◆ **Task goal**
In the entries below, spot each line with the word "crate" and copy it.

[Stored data]

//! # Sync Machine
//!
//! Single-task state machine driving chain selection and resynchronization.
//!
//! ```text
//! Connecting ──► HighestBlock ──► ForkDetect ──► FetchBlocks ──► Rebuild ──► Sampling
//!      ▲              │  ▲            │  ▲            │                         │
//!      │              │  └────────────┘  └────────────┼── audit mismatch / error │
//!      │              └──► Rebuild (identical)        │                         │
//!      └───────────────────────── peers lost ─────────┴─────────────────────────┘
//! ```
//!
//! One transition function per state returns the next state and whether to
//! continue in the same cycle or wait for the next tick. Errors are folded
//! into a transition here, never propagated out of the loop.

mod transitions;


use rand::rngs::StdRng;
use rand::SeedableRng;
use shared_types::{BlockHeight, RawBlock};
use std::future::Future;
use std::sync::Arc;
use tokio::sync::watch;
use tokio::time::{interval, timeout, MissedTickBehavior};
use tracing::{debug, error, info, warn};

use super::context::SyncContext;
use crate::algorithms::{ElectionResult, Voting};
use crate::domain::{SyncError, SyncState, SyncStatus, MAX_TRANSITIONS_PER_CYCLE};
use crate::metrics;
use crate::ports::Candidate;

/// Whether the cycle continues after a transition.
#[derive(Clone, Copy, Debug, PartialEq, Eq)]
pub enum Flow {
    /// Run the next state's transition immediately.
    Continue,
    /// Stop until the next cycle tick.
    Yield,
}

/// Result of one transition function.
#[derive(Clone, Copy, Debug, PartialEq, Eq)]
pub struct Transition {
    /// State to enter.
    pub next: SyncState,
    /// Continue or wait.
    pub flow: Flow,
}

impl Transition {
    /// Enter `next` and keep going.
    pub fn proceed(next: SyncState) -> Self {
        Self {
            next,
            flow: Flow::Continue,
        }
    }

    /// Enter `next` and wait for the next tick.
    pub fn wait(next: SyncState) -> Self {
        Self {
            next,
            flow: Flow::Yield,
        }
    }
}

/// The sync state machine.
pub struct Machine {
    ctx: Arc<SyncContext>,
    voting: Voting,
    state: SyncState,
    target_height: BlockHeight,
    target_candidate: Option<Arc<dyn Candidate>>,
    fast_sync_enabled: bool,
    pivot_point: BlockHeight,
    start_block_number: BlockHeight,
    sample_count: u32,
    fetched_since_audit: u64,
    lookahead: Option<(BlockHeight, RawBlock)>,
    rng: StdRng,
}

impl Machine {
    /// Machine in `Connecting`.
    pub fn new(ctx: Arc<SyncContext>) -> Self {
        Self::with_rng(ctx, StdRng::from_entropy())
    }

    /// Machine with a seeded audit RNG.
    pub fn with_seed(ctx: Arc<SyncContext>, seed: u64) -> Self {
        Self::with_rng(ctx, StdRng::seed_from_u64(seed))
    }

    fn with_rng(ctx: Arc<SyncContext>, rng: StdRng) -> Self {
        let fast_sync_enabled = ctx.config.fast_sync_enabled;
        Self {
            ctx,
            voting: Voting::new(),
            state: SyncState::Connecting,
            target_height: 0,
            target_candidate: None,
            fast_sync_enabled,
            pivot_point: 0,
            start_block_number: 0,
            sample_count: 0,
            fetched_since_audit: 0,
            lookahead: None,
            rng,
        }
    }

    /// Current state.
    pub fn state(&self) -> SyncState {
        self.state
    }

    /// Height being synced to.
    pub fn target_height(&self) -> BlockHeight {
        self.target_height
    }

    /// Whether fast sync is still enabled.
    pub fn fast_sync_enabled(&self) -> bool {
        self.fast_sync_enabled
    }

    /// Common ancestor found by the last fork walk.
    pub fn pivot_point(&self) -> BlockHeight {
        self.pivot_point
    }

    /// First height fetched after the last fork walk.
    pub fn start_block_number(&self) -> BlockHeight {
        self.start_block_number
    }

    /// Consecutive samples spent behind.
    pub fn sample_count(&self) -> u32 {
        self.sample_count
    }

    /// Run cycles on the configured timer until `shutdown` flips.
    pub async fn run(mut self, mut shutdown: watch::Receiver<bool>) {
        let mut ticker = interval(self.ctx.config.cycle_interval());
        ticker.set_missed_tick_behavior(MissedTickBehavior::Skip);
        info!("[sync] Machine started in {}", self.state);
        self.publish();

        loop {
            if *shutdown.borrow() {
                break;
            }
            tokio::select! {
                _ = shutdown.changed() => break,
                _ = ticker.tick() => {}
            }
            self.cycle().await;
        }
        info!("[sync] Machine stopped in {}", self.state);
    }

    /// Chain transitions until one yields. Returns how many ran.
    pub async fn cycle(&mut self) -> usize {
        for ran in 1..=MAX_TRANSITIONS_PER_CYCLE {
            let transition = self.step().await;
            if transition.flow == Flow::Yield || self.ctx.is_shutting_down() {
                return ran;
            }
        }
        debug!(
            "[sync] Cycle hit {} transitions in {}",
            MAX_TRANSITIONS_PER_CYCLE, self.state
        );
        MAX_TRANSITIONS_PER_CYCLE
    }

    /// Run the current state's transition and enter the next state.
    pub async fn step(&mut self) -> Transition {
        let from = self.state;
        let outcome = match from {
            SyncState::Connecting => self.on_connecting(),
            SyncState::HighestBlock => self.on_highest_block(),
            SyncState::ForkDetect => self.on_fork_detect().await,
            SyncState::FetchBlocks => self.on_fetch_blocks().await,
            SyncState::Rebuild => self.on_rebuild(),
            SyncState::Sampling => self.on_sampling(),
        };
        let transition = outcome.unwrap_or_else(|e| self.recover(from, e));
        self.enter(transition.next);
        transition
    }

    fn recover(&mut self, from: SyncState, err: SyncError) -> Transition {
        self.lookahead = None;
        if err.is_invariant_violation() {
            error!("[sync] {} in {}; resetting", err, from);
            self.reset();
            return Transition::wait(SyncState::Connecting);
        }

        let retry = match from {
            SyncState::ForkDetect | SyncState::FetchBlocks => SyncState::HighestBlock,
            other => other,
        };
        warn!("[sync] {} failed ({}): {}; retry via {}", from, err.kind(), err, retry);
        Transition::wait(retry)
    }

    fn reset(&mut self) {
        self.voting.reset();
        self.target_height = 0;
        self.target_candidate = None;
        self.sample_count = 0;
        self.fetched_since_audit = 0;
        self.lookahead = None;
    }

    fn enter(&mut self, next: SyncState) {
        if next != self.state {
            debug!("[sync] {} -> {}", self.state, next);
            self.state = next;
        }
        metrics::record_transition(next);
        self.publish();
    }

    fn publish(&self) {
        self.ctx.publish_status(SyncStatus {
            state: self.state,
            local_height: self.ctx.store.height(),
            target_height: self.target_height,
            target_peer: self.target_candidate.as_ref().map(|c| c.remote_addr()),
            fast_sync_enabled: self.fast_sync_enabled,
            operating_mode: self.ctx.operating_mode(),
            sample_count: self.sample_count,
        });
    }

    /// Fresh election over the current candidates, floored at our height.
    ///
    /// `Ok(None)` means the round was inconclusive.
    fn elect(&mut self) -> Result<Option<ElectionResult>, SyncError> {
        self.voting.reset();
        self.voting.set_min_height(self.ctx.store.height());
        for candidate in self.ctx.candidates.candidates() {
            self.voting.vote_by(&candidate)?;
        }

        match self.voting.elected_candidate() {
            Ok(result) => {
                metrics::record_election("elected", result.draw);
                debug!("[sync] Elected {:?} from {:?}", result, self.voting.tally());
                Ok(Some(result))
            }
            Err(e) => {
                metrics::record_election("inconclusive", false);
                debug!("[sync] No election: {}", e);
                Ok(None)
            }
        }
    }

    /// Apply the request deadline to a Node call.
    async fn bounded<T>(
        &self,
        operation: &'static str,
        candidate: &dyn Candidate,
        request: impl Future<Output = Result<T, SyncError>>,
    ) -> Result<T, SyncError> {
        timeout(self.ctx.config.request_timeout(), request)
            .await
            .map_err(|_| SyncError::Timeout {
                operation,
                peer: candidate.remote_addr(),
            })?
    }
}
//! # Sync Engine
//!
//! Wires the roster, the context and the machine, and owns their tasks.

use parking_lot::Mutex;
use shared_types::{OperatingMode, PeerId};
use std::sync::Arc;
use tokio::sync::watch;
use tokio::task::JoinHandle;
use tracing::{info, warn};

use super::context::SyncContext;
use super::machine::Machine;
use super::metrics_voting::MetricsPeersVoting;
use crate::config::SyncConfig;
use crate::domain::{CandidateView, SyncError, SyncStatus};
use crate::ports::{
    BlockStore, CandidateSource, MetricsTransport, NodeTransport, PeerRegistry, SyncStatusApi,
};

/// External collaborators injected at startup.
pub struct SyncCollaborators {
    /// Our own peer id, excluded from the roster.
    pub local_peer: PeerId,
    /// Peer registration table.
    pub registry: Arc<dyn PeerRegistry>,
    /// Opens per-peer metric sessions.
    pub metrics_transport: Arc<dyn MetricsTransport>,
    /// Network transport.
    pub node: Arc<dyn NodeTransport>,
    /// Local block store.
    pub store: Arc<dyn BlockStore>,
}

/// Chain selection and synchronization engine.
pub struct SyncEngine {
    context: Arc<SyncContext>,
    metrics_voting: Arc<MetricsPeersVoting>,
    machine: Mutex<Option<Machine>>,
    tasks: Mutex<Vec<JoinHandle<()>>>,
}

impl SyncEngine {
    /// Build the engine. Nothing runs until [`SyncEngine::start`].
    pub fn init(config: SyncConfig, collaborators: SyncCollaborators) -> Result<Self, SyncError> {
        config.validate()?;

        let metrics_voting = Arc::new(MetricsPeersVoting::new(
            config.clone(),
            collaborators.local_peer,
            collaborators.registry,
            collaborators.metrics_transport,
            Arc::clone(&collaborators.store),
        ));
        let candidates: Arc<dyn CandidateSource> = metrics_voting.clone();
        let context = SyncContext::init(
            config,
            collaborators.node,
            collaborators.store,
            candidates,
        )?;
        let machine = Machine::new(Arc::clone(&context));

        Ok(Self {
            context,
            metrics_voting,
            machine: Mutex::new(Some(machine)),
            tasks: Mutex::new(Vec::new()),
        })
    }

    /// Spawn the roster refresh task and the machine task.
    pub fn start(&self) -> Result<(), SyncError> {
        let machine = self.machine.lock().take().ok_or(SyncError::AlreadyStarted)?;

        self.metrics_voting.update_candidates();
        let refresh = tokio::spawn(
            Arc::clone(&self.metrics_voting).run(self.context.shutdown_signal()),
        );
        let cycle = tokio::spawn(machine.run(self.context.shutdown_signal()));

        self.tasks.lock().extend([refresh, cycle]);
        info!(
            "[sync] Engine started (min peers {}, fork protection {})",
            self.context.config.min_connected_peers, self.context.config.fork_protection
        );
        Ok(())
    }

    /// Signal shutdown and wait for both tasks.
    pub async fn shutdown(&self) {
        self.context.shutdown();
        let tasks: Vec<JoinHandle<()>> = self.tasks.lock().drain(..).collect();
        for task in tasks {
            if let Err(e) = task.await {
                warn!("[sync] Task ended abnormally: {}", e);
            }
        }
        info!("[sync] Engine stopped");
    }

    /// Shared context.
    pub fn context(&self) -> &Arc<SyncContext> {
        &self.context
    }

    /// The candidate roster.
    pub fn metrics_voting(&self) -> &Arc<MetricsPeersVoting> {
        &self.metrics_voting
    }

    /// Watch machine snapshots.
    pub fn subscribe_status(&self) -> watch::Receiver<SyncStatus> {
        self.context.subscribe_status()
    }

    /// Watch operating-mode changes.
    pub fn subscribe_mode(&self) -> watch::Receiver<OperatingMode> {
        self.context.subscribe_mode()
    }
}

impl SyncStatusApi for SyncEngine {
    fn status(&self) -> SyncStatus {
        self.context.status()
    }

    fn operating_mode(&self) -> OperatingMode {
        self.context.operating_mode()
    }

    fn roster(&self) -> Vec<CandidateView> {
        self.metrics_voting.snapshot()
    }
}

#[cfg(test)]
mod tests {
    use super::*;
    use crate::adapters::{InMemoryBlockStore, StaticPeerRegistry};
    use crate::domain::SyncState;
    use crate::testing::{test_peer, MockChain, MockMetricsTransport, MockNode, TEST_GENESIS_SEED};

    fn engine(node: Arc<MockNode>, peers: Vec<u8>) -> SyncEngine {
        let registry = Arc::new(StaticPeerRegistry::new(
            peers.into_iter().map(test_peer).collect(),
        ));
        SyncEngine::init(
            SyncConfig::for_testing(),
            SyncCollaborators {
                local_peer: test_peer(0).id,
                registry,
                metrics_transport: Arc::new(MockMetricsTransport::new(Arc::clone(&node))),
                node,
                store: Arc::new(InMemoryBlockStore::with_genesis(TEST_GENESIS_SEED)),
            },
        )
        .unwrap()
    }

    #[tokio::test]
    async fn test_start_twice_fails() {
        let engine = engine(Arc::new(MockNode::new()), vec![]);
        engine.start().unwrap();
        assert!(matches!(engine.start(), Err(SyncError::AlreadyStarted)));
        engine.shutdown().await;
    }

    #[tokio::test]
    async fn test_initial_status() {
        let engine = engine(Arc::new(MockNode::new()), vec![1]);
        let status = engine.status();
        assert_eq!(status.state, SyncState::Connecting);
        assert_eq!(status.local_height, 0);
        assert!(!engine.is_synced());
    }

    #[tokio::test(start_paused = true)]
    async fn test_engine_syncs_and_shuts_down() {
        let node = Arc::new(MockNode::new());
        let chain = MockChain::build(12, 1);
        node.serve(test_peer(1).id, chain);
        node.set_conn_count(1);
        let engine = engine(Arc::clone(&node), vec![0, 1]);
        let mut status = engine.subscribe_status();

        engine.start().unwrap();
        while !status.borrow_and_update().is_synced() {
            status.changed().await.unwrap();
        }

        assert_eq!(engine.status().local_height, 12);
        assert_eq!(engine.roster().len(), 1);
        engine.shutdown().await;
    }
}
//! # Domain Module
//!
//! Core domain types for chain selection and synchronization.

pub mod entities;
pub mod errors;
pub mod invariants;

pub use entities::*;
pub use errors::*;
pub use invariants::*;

◆ **Reply**
use crate::algorithms::{ElectionResult, Voting};
use crate::domain::{SyncError, SyncState, SyncStatus, MAX_TRANSITIONS_PER_CYCLE};
use crate::metrics;
use crate::ports::Candidate;
use crate::config::SyncConfig;
use crate::domain::{CandidateView, SyncError, SyncStatus};
use crate::ports::{
    use crate::adapters::{InMemoryBlockStore, StaticPeerRegistry};
    use crate::domain::SyncState;
    use crate::testing::{test_peer, MockChain, MockMetricsTransport, MockNode, TEST_GENESIS_SEED};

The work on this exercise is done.